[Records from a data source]
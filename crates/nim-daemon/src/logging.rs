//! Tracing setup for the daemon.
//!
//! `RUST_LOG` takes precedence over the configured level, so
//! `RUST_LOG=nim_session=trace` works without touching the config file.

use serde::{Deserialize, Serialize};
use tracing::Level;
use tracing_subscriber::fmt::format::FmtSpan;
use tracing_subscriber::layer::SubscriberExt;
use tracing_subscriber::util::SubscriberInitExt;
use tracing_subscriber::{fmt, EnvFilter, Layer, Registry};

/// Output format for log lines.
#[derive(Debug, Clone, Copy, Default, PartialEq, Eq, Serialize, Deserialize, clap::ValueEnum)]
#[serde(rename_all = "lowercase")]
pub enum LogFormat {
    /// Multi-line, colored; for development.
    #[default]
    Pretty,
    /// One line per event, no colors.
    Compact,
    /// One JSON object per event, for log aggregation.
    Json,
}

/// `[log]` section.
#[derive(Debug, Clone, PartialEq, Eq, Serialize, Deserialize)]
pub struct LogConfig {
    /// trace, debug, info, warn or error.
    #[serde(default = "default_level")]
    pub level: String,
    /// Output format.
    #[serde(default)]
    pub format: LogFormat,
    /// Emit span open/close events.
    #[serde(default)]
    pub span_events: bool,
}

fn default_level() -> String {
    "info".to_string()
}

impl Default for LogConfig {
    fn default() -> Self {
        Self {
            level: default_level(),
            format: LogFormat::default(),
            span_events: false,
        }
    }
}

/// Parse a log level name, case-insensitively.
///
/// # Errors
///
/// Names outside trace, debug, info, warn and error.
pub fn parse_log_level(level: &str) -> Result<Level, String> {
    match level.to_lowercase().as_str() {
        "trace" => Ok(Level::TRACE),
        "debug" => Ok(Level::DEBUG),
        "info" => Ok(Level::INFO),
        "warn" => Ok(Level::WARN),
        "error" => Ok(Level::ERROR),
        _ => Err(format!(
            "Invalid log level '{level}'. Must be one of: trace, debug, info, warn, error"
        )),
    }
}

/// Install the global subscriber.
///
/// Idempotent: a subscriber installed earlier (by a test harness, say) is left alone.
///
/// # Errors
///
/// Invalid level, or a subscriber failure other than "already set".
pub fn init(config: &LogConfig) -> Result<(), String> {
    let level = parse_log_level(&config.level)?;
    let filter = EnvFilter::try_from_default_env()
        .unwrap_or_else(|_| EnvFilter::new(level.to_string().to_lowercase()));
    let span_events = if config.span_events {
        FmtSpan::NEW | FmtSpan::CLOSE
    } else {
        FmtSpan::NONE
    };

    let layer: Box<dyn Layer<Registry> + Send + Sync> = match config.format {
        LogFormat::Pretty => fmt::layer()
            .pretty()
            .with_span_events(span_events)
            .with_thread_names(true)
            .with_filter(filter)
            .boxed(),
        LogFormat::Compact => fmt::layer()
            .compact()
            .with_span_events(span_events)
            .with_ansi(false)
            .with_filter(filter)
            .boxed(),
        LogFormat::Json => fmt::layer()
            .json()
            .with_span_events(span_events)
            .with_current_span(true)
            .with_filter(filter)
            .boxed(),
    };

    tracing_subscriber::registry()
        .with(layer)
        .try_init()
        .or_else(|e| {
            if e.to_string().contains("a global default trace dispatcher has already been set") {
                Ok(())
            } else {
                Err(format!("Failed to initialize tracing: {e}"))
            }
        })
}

==

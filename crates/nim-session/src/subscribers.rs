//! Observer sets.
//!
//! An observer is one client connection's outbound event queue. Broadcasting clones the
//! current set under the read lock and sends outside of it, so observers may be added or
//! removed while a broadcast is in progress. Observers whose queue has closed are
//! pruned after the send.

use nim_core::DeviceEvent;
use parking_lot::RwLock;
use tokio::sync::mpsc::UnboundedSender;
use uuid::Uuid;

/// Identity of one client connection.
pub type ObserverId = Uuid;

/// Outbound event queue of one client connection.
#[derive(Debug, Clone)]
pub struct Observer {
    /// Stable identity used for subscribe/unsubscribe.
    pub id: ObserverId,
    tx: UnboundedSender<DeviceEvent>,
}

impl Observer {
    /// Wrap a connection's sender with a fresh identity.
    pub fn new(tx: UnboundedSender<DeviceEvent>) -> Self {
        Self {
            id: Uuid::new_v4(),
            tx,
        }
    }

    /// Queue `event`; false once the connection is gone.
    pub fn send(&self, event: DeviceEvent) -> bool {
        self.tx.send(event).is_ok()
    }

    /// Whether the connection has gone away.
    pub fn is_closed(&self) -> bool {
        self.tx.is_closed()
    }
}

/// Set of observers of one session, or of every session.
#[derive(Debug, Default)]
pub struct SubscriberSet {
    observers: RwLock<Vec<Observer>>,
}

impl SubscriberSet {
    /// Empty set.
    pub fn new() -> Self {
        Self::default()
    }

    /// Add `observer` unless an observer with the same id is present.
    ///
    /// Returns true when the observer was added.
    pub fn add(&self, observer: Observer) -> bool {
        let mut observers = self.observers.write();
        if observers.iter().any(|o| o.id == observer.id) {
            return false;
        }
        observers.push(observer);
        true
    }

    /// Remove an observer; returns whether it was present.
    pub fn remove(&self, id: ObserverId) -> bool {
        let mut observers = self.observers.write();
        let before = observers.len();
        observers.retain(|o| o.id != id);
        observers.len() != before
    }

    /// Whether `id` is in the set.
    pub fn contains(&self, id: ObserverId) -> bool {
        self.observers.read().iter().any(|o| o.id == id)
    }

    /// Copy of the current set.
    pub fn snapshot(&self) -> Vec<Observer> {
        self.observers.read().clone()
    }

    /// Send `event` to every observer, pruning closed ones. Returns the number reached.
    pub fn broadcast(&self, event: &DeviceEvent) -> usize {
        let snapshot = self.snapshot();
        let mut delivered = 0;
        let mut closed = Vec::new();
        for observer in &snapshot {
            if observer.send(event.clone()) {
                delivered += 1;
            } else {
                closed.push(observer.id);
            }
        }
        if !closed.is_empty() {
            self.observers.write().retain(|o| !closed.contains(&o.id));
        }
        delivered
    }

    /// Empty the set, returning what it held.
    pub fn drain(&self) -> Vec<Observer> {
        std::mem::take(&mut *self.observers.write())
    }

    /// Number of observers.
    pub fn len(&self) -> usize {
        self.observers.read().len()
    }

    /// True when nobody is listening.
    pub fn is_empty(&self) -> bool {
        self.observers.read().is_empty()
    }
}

* _Problem_
Using the entries, return every line where the word "Serialize" can be found.

* _Solution to the problem_
use serde::{Deserialize, Serialize};
#[derive(Debug, Clone, Copy, Default, PartialEq, Eq, Serialize, Deserialize, clap::ValueEnum)]
#[derive(Debug, Clone, PartialEq, Eq, Serialize, Deserialize)]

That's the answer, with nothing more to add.